Ant Mansion


Yesterday, my boys and I drove to a park nearby known not so much for its playground, but for its giant sand box also known as sand volleyball courts. On a sunny day, you can sit there and pretend you’re on a beach. In Kansas. The trees somewhat camouflage the traffic whizzing by. The sounds of traffic don’t quite have the same effect as the relaxing sound of waves breaking on the shore but the water fountains and bathrooms work. Park creds for sure. My boys happily played and created “sand soups” and buried Superman and Spiderman action figures in buckets. I brought a real paperback book, instead of using the kindle app. I took off my shoes and plopped down into the sand. I touched the novel’s pages, felt the sun on my neck and pretended we were on vacation. I occasionally needed to intervene in my boys’ play. Mainly to encourage my older boys to use a nicer, less demanding tone when asking their little brother to repeatedly haul tiny cups of water from the distant water fountain back to the sand pit to add to their gloppy sand creations. His proud and enthusiastic little brother self loved having a crucial role in the sand-building assembly line.  At one point, sand started flying everywhere. Some landed on me and traveled down my shirt. The perks of a front row seat. “Guys. No throwing sand.” I said, rather calmly. After all, we were at the beach on vacation, in my mind. Laid-back mode. I think my littlest boy had grown a little tired of the endless water trafficking and wanted to prove that he had other marketable sand skills, in hopes of a promotion. His older brother managers didn’t seem to notice. Typical. I brushed the sand out from underneath my shirt and put my nose back into my book.

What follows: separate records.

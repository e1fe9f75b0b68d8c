//! Single-page site view
//!
//! The page is one long scrollable column of sections. Section anchors are
//! recorded during layout so digit keys can jump straight to them.

pub mod page_render;

use crate::content::Section;
use crate::scroll::ScrollState;

#[derive(Debug, Default)]
pub struct PageState {
    pub scroll: ScrollState,
    anchors: Vec<(Section, u16)>,
    pending_jump: Option<Section>,
}

impl PageState {
    pub fn new() -> Self {
        Self::default()
    }

    /// Scroll so `section` starts at the top of the viewport.
    ///
    /// Before the first layout the jump is remembered and applied once
    /// anchors are known.
    pub fn jump_to(&mut self, section: Section) {
        match self.anchor(section) {
            Some(line) => self.scroll.jump_to_line(line),
            None => self.pending_jump = Some(section),
        }
    }

    pub fn anchor(&self, section: Section) -> Option<u16> {
        self.anchors
            .iter()
            .find(|(s, _)| *s == section)
            .map(|(_, line)| *line)
    }

    /// Section whose anchor is at or above the top of the viewport
    pub fn current_section(&self) -> Section {
        self.anchors
            .iter()
            .rev()
            .find(|(_, line)| *line <= self.scroll.offset)
            .map(|(section, _)| *section)
            .unwrap_or(Section::Hero)
    }

    /// Record the result of laying out the page
    pub fn update_layout(
        &mut self,
        anchors: Vec<(Section, u16)>,
        line_count: u32,
        viewport_height: u16,
    ) {
        self.anchors = anchors;
        self.scroll.update_bounds(line_count, viewport_height);

        if let Some(section) = self.pending_jump.take() {
            self.jump_to(section);
        }
    }
}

All of the sudden, I started to get all kinds of itchy, especially on my back. My new book had just started to get really good. I lazily didn’t want to set it down to do the aggressive sand shaking and brushing off that I needed to do. I shrugged it off, looked up at my boys and then continued reading. Or tried to. Very shortly after, I realized something was biting me. A lot of somethings actually. Ouch. My back. My butt. Everywhere! The sand had come to life underneath my clothes. I looked down. I was sitting on top of a freaking ant mansion. And the hundreds of investors/homeowners/builders were pissed. Alarm sounding. I could just imagine them all screaming at me, “HEY! YOU! Big Woman!! Get off! GET. OFF. GET OFF OF OUR HOUSE!” I jumped up and frantically started shaking, slapping myself, trying to get the ants off of me. I attempted to do this as nonchalantly as possible. I didn’t want the guys playing sand volleyball on the court next to us to think I was cheering for them. What a giant jerk. Invading the ant’s territory, not noticing their elaborate house, errr, mansion and just plopping down. Right on top of it. Serves me right. As much as I despise the ants crawling around my kitchen window, shuffling in and out stealing my crumbs, I felt sorry for these park ants that I had unknowingly disregarded. And unintentionally invaded. This was their home court. Not mine.

On the drive home from the park, I started thinking about how powerful those tiny ants were. They had quite the impact on me. They left a trail of splotchy pink reminders of their attack on my back. They teamed up. Reacted. Fought against a giant human being. And won. Their noble efforts proved victorious. I moved. Relocated my self. You can rest assured that I looked down before establishing residency further east in the sand pit. A bunch of little bitty ants swayed this gigantic bookworm mama.

I started thinking about an ant analogy. With my body still itching from the sand maybe or ants lost in the battle. Or still fighting. There are so many times that we, as humans, are going up against giants. Giants that may have invaded our space. Our thoughts. Our beliefs. Our whole existence. I learned today in a painful, yet memorable way, that little tiny ants can have an enormous impact. When they work together. When they’re invested, united and willing to fight, their little bodies hold the potential and tiny, yet mighty power to move a giant. Against all odds. I think if the ants represent our thoughts, then they can work to sway the giant, our mind, for good or for bad. Sometimes we just need to get up and move. You can’t sit on an ant mansion for too long before you start to get uncomfortable. Really uncomfortable.

I have also recognized that sometimes I can feel like just one tiny ant, which definitely can’t build or upkeep a mansion. I couldn’t make a giant flinch much less get up and move by myself. I need a lot of ants, I think we all do. All kinds of ants. Happy crumb finders. Aggressive attacking ants. Worker ants. Encourager ants. Doer ants. Thinker ants. Dreamer ants. Brave ants. Funny ants. Passionate ants. I know that there is great power in the work of a team of ants. Tiny, seemingly unimportant yet so strong and powerful when all of us unite and work together. I know we can move the giants of this world. In fact, I have the scratch marks to prove it.